EXERCISE BRIEF: Work out how many lines of the listing hold "format" and return that number by itself.

LISTED RECORDS:

.....

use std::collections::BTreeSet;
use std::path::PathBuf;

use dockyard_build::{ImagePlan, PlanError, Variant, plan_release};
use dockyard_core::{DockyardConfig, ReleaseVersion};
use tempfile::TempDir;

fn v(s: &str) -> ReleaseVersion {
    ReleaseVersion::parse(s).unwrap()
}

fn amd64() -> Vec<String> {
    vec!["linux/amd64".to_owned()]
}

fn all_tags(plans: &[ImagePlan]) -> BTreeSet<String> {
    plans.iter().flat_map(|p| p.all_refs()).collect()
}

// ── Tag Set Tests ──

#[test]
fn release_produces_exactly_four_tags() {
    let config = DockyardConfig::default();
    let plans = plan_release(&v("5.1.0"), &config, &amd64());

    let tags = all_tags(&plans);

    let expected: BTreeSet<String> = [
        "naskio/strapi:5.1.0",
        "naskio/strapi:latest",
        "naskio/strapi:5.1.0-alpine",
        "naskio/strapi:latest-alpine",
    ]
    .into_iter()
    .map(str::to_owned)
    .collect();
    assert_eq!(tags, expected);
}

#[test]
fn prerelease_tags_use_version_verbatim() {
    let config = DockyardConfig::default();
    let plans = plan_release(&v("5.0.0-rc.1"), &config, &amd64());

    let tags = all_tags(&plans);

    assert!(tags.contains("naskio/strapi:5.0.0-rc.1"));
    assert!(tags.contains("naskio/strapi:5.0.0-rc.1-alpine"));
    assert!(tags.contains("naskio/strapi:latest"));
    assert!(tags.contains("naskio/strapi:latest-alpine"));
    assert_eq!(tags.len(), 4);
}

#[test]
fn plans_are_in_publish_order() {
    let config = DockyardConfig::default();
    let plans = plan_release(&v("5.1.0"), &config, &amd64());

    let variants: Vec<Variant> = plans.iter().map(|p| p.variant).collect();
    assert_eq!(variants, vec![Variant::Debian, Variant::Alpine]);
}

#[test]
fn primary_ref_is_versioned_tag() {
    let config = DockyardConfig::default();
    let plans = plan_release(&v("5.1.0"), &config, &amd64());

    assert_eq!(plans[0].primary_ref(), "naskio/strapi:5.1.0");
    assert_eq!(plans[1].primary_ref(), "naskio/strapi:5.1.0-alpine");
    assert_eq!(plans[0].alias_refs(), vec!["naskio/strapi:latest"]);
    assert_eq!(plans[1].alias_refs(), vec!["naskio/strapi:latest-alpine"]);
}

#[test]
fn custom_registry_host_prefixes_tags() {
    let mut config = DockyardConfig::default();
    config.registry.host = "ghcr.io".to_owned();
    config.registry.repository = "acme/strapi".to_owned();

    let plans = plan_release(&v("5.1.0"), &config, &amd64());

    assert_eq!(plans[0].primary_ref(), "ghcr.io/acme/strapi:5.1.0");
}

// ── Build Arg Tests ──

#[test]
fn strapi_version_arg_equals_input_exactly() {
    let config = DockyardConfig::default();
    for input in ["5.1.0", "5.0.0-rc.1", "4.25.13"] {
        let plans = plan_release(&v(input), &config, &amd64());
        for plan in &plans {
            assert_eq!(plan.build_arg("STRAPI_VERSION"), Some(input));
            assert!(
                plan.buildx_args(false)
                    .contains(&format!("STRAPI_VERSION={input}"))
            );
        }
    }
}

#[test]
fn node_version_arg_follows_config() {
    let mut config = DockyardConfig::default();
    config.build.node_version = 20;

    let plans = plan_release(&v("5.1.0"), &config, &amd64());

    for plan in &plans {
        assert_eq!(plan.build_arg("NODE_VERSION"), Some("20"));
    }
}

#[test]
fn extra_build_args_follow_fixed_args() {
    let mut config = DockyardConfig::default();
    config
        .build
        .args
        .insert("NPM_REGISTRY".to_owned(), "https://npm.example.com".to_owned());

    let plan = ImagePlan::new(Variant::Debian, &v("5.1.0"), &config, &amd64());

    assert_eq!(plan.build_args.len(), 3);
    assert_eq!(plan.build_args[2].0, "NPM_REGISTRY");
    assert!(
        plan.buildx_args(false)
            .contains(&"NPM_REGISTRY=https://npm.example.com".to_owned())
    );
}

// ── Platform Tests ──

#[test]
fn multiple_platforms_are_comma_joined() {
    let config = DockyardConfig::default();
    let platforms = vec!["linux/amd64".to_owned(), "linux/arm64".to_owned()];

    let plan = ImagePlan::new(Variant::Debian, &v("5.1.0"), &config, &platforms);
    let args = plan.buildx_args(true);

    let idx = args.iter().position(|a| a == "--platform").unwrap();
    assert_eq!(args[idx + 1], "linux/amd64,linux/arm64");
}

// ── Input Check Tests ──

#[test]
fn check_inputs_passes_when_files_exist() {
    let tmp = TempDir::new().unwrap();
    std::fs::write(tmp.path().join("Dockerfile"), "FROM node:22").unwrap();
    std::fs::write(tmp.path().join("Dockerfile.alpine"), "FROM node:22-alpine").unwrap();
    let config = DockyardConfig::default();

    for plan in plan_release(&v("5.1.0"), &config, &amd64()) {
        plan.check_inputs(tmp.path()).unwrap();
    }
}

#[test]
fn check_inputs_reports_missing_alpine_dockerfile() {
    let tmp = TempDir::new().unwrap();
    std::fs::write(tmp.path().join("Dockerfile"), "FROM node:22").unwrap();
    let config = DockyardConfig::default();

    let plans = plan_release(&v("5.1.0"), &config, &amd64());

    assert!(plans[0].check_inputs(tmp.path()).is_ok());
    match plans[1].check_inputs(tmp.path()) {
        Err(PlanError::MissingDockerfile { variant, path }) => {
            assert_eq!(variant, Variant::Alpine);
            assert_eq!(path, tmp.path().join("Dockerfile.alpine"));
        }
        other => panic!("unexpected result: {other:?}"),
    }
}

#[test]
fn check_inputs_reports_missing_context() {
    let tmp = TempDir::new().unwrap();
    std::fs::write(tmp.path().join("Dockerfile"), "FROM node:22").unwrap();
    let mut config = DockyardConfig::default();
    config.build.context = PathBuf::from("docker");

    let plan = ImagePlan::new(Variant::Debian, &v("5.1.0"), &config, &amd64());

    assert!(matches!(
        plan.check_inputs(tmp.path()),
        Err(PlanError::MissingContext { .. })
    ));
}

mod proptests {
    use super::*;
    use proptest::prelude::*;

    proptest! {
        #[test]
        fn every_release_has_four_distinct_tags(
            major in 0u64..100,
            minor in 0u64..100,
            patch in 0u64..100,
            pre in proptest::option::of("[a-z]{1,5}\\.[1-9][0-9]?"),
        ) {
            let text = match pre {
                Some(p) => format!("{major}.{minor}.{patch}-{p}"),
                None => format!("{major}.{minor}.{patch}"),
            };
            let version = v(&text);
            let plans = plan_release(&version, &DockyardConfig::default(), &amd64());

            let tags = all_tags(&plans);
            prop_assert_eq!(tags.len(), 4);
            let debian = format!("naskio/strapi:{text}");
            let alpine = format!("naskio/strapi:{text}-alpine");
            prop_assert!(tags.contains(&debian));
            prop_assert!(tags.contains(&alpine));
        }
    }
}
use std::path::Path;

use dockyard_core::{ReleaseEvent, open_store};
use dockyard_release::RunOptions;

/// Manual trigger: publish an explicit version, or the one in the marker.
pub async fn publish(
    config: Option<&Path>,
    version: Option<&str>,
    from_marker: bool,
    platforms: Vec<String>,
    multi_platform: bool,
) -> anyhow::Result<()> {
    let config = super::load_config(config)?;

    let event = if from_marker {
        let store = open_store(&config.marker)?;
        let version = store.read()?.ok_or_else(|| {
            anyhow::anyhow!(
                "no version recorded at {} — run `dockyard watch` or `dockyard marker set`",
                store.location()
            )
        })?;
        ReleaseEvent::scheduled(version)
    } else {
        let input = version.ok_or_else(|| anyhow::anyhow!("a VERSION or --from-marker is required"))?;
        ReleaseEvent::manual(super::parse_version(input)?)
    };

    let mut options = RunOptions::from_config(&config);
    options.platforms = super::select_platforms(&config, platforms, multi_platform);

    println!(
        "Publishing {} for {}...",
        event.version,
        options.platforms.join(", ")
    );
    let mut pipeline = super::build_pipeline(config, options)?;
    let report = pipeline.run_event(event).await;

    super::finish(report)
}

.....

EXERCISE OUTPUT: 5